* [What you should do]:
Copy every line from the one containing "are scaled up." through the last line of the records below, both included, and nothing else.

##### Data in this exercise #####

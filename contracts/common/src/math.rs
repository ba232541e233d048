//! Mathematical Utilities
//!
//! Checked fixed-point arithmetic. Products go through a 256-bit
//! intermediate so `amount * SCALE` never overflows before the division.

use primitive_types::{U256, U512};

use crate::constants::precision::{FEE_PRECISION, INTEGRAL_SCALE, STANDARD_DECIMALS};
use crate::errors::{LedgerError, LedgerResult};
use crate::types::{Amount, Integral};

/// Compute `a * b / denominator`, rounding down.
///
/// Fails with `DivisionByZero` for a zero denominator and with `Overflow`
/// if the quotient does not fit in 128 bits.
pub fn mul_div(a: u128, b: u128, denominator: u128) -> LedgerResult<u128> {
    if denominator == 0 {
        return Err(LedgerError::DivisionByZero);
    }
    let quotient = U256::from(a)
        .checked_mul(U256::from(b))
        .ok_or(LedgerError::Overflow)?
        / U256::from(denominator);
    if quotient > U256::from(u128::MAX) {
        return Err(LedgerError::Overflow);
    }
    Ok(quotient.as_u128())
}

/// Checked addition
pub fn add(a: u128, b: u128) -> LedgerResult<u128> {
    a.checked_add(b).ok_or(LedgerError::Overflow)
}

/// Checked subtraction
pub fn sub(a: u128, b: u128) -> LedgerResult<u128> {
    a.checked_sub(b).ok_or(LedgerError::Underflow)
}

/// Integral increase for a newly observed reward amount.
///
/// integral_delta = received * INTEGRAL_SCALE / supply
pub fn integral_increase(received: Amount, supply: Amount) -> LedgerResult<Integral> {
    if supply == 0 {
        return Err(LedgerError::DivisionByZero);
    }
    let delta = U256::from(received)
        .checked_mul(U256::from(INTEGRAL_SCALE))
        .ok_or(LedgerError::Overflow)?
        / U256::from(supply);
    Ok(Integral::from_raw(delta))
}

/// Checked integral addition
pub fn integral_add(a: Integral, b: Integral) -> LedgerResult<Integral> {
    a.raw()
        .checked_add(b.raw())
        .map(Integral::from_raw)
        .ok_or(LedgerError::Overflow)
}

/// Checked integral subtraction
pub fn integral_sub(a: Integral, b: Integral) -> LedgerResult<Integral> {
    a.raw()
        .checked_sub(b.raw())
        .map(Integral::from_raw)
        .ok_or(LedgerError::Underflow)
}

/// Reward accrued by `stake` while the integral moved by `integral_delta`.
///
/// accrued = stake * integral_delta / INTEGRAL_SCALE
///
/// The product is taken in 512 bits; only the final amount is narrowed.
pub fn accrued_reward(stake: Amount, integral_delta: Integral) -> LedgerResult<Amount> {
    let accrued = U256::from(stake).full_mul(integral_delta.raw()) / U512::from(INTEGRAL_SCALE);
    if accrued > U512::from(u128::MAX) {
        return Err(LedgerError::Overflow);
    }
    Ok(accrued.low_u128())
}

/// Split a gross reward into `(user_share, treasury_share)`.
///
/// The user share rounds down, the treasury takes the remainder, so the
/// two always sum to `gross`.
pub fn split_protocol_fee(gross: Amount, protocol_fee: u128) -> LedgerResult<(Amount, Amount)> {
    if protocol_fee > FEE_PRECISION {
        return Err(LedgerError::InvalidParameter {
            param: "protocol_fee",
            reason: "exceeds 1.0",
        });
    }
    let user_share = mul_div(gross, FEE_PRECISION - protocol_fee, FEE_PRECISION)?;
    Ok((user_share, gross - user_share))
}

/// Convert an amount in standard (18) decimals to a token's native decimals.
///
/// Tokens with fewer decimals lose the sub-unit remainder; tokens with more
/// decimals are scaled up.
pub fn decimals_correction(amount: Amount, token_decimals: u8) -> LedgerResult<Amount> {
    if amount == 0 {
        return Ok(0);
    }
    if token_decimals < STANDARD_DECIMALS {
        let divisor = 10u128.pow(u32::from(STANDARD_DECIMALS - token_decimals));
        Ok(amount / divisor)
    } else if token_decimals > STANDARD_DECIMALS {
        let multiplier = 10u128
            .checked_pow(u32::from(token_decimals - STANDARD_DECIMALS))
            .ok_or(LedgerError::Overflow)?;
        amount.checked_mul(multiplier).ok_or(LedgerError::Overflow)
    } else {
        Ok(amount)
    }
}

#####

* [Solution to this exercise]:
/// decimals are scaled up.
pub fn decimals_correction(amount: Amount, token_decimals: u8) -> LedgerResult<Amount> {
    if amount == 0 {
        return Ok(0);
    }
    if token_decimals < STANDARD_DECIMALS {
        let divisor = 10u128.pow(u32::from(STANDARD_DECIMALS - token_decimals));
        Ok(amount / divisor)
    } else if token_decimals > STANDARD_DECIMALS {
        let multiplier = 10u128
            .checked_pow(u32::from(token_decimals - STANDARD_DECIMALS))
            .ok_or(LedgerError::Overflow)?;
        amount.checked_mul(multiplier).ok_or(LedgerError::Overflow)
    } else {
        Ok(amount)
    }
}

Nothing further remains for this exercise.